**Task to carry out:** In your answer, print every record exactly as it is written.

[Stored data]
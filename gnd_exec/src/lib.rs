//! # Ground Library
//!
//! Operator station side of both planes:
//! - Control: operator input is read from a [`input::CommandSource`], mapped onto a control
//!   command and sent to the vehicle by the [`ctrl_client`].
//! - Video: frames from the vehicle are received by the [`cam_client`] and shown by a
//!   [`display`].

// ------------------------------------------------------------------------------------------------
// MODULES
// ------------------------------------------------------------------------------------------------

pub mod cam_client;
pub mod ctrl_client;
pub mod display;
pub mod input;
pub mod params;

**Expected answer:**
filename gnd_exec/src/lib.rs
//! # Ground Library
//!
//! Operator station side of both planes:
//! - Control: operator input is read from a [`input::CommandSource`], mapped onto a control
//!   command and sent to the vehicle by the [`ctrl_client`].
//! - Video: frames from the vehicle are received by the [`cam_client`] and shown by a
//!   [`display`].

// ------------------------------------------------------------------------------------------------
// MODULES
// ------------------------------------------------------------------------------------------------

pub mod cam_client;
pub mod ctrl_client;
pub mod display;
pub mod input;
pub mod params;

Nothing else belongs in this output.